Die integrationspolitische Sprecherin der FDP-Bürgerschaftsfraktion, Christel Nicolaysen, forderte den Senat auf, die Belegung pro Unterkunft an die gesunkenen Flüchtlingszahlen anzupassen, damit der in den Bürgerverträgen vereinbarte Konsens schneller erreicht werde. „Weniger Flüchtlinge müssen auch eine geringere Belegung in den Unterkünften bedeuten“, forderte die Liberale. Franziska Grunwaldt, flüchtlingspolitische Sprecherin der CDU-Bürgerschaftsfraktion, erklärte: „Der Schein, dass der Senat die Probleme der Unterbringung der Flüchtlinge im Griff hat, trügt.

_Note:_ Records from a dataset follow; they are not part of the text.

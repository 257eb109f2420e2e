//! Возможности нижележащего RTC движка.
//!
//! Ядро сессии не обращается к webrtc-rs напрямую: всё, что нужно от peer
//! connection, идёт через [`RtcEngine`], а всё, о чём сообщает соединение,
//! возвращается как [`EngineEvent`].

use crate::error::Result;
use crate::peer::types::{IceCandidate, OfferOptions, SessionDescription};
use async_trait::async_trait;
use std::sync::Arc;
use webrtc::ice_transport::ice_connection_state::RTCIceConnectionState;
use webrtc::ice_transport::ice_gatherer_state::RTCIceGathererState;
use webrtc::ice_transport::ice_gathering_state::RTCIceGatheringState;
use webrtc::peer_connection::peer_connection_state::RTCPeerConnectionState;
use webrtc::peer_connection::signaling_state::RTCSignalingState;

#[derive(Debug, Clone, Copy, PartialEq, Eq, Default)]
pub enum SignalingState {
    #[default]
    Stable,
    HaveLocalOffer,
    HaveRemoteOffer,
    HaveLocalPranswer,
    HaveRemotePranswer,
    Closed,
}

#[derive(Debug, Clone, Copy, PartialEq, Eq, Default)]
pub enum IceGatheringState {
    #[default]
    New,
    Gathering,
    Complete,
}

#[derive(Debug, Clone, Copy, PartialEq, Eq, Default)]
pub enum IceConnectionState {
    #[default]
    New,
    Checking,
    Connected,
    Completed,
    Disconnected,
    Failed,
    Closed,
}

#[derive(Debug, Clone, Copy, PartialEq, Eq, Default)]
pub enum PeerConnectionState {
    #[default]
    New,
    Connecting,
    Connected,
    Disconnected,
    Failed,
    Closed,
}

impl PeerConnectionState {
    /// Потеря связи, о которой владелец должен узнать сразу
    pub fn is_lost(self) -> bool {
        matches!(
            self,
            PeerConnectionState::Disconnected | PeerConnectionState::Failed
        )
    }
}

impl From<RTCSignalingState> for SignalingState {
    fn from(state: RTCSignalingState) -> Self {
        match state {
            RTCSignalingState::HaveLocalOffer => SignalingState::HaveLocalOffer,
            RTCSignalingState::HaveRemoteOffer => SignalingState::HaveRemoteOffer,
            RTCSignalingState::HaveLocalPranswer => SignalingState::HaveLocalPranswer,
            RTCSignalingState::HaveRemotePranswer => SignalingState::HaveRemotePranswer,
            RTCSignalingState::Closed => SignalingState::Closed,
            _ => SignalingState::Stable,
        }
    }
}

impl From<RTCIceGatheringState> for IceGatheringState {
    fn from(state: RTCIceGatheringState) -> Self {
        match state {
            RTCIceGatheringState::Gathering => IceGatheringState::Gathering,
            RTCIceGatheringState::Complete => IceGatheringState::Complete,
            _ => IceGatheringState::New,
        }
    }
}

// в callback'е webrtc-rs приходит состояние gatherer'а, а не gathering
impl From<RTCIceGathererState> for IceGatheringState {
    fn from(state: RTCIceGathererState) -> Self {
        match state {
            RTCIceGathererState::Gathering => IceGatheringState::Gathering,
            RTCIceGathererState::Complete => IceGatheringState::Complete,
            _ => IceGatheringState::New,
        }
    }
}

impl From<RTCIceConnectionState> for IceConnectionState {
    fn from(state: RTCIceConnectionState) -> Self {
        match state {
            RTCIceConnectionState::Checking => IceConnectionState::Checking,
            RTCIceConnectionState::Connected => IceConnectionState::Connected,
            RTCIceConnectionState::Completed => IceConnectionState::Completed,
            RTCIceConnectionState::Disconnected => IceConnectionState::Disconnected,
            RTCIceConnectionState::Failed => IceConnectionState::Failed,
            RTCIceConnectionState::Closed => IceConnectionState::Closed,
            _ => IceConnectionState::New,
        }
    }
}

impl From<RTCPeerConnectionState> for PeerConnectionState {
    fn from(state: RTCPeerConnectionState) -> Self {
        match state {
            RTCPeerConnectionState::Connecting => PeerConnectionState::Connecting,
            RTCPeerConnectionState::Connected => PeerConnectionState::Connected,
            RTCPeerConnectionState::Disconnected => PeerConnectionState::Disconnected,
            RTCPeerConnectionState::Failed => PeerConnectionState::Failed,
            RTCPeerConnectionState::Closed => PeerConnectionState::Closed,
            _ => PeerConnectionState::New,
        }
    }
}

/// Вид медиа-трека
#[derive(Debug, Clone, Copy, PartialEq, Eq)]
pub enum TrackKind {
    Audio,
    Video,
}

impl std::fmt::Display for TrackKind {
    fn fmt(&self, f: &mut std::fmt::Formatter<'_>) -> std::fmt::Result {
        match self {
            TrackKind::Audio => f.write_str("audio"),
            TrackKind::Video => f.write_str("video"),
        }
    }
}

/// Входящий медиа-трек, выданный движком
#[async_trait]
pub trait RemoteMediaTrack: Send + Sync + 'static {
    /// Идентификатор трека, по нему ключуется набор входящих треков
    fn id(&self) -> String;

    fn kind(&self) -> TrackKind;

    /// Прекратить приём медиа по треку
    async fn stop(&self) -> Result<()>;
}

/// Событие движка
pub enum EngineEvent<R> {
    /// Локальный кандидат; `None` означает конец сбора
    IceCandidate(Option<IceCandidate>),
    Track(Arc<R>),
    TrackMuted(String),
    TrackEnded(String),
    NegotiationNeeded,
    SignalingStateChange(SignalingState),
    IceGatheringStateChange(IceGatheringState),
    IceConnectionStateChange(IceConnectionState),
    ConnectionStateChange(PeerConnectionState),
}

impl<R> std::fmt::Debug for EngineEvent<R> {
    fn fmt(&self, f: &mut std::fmt::Formatter<'_>) -> std::fmt::Result {
        match self {
            EngineEvent::IceCandidate(c) => f.debug_tuple("IceCandidate").field(c).finish(),
            EngineEvent::Track(_) => f.write_str("Track"),
            EngineEvent::TrackMuted(id) => f.debug_tuple("TrackMuted").field(id).finish(),
            EngineEvent::TrackEnded(id) => f.debug_tuple("TrackEnded").field(id).finish(),
            EngineEvent::NegotiationNeeded => f.write_str("NegotiationNeeded"),
            EngineEvent::SignalingStateChange(s) => {
                f.debug_tuple("SignalingStateChange").field(s).finish()
            }
            EngineEvent::IceGatheringStateChange(s) => {
                f.debug_tuple("IceGatheringStateChange").field(s).finish()
            }
            EngineEvent::IceConnectionStateChange(s) => {
                f.debug_tuple("IceConnectionStateChange").field(s).finish()
            }
            EngineEvent::ConnectionStateChange(s) => {
                f.debug_tuple("ConnectionStateChange").field(s).finish()
            }
        }
    }
}

/// Приёмник событий; движок вызывает его из своих callback'ов
pub type EngineEventHandler<R> = Arc<dyn Fn(EngineEvent<R>) + Send + Sync>;

/// Одно peer connection RTC движка.
///
/// Изменения description применяются в порядке вызова: операция, начатая
/// раньше, вступает в силу раньше, даже если обе ожидаются вместе.
#[async_trait]
pub trait RtcEngine: Send + Sync + 'static {
    /// Тип исходящего трека для `add_track`
    type LocalTrack: Clone + Send + Sync + 'static;
    /// Sender, который возвращает `add_track`
    type Sender: Clone + Send + Sync + 'static;
    type RemoteTrack: RemoteMediaTrack;

    async fn create_offer(&self, options: OfferOptions) -> Result<SessionDescription>;

    async fn create_answer(&self, options: OfferOptions) -> Result<SessionDescription>;

    /// Применяет local description; `SdpType::Rollback` откатывает pending offer
    async fn set_local_description(&self, description: SessionDescription) -> Result<()>;

    async fn set_remote_description(&self, description: SessionDescription) -> Result<()>;

    async fn local_description(&self) -> Option<SessionDescription>;

    async fn add_ice_candidate(&self, candidate: IceCandidate) -> Result<()>;

    async fn add_track(&self, track: Self::LocalTrack) -> Result<Self::Sender>;

    async fn remove_track(&self, sender: &Self::Sender) -> Result<()>;

    async fn senders(&self) -> Vec<Self::Sender>;

    /// Data channel, заранее согласованный вне SDP под фиксированным id
    async fn create_negotiated_data_channel(&self, label: &str, id: u16) -> Result<()>;

    fn signaling_state(&self) -> SignalingState;

    fn ice_gathering_state(&self) -> IceGatheringState;

    fn ice_connection_state(&self) -> IceConnectionState;

    fn connection_state(&self) -> PeerConnectionState;

    /// Направляет все события в `handler`, заменяя предыдущий
    fn set_event_handler(&self, handler: EngineEventHandler<Self::RemoteTrack>);

    async fn close(&self) -> Result<()>;
}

Die Wahrheit ist, dass bereits fast zwei Drittel der Bewohner in öffentlich-rechtlicher Unterbringung über eine Wohnberechtigung verfügt.“ Das bedeutet, sie haben eigentlich einen Anspruch darauf, in eine reguläre Wohnung zu ziehen.“ Doch diese Wohnungen gebe es gar nicht in dem benötigten Umfang. „Wir haben deshalb gewaltige Integrationsaufgaben zu bewältigen.“ So gehe die Integration in den Arbeitsmarkt nur schleppend voran. Vorhandene Plätze in arbeitsmarktpolitischen Maßnahmen seien nicht besetzt. Dies sei der unzureichenden Kommunikation zwischen den Behörden geschuldet.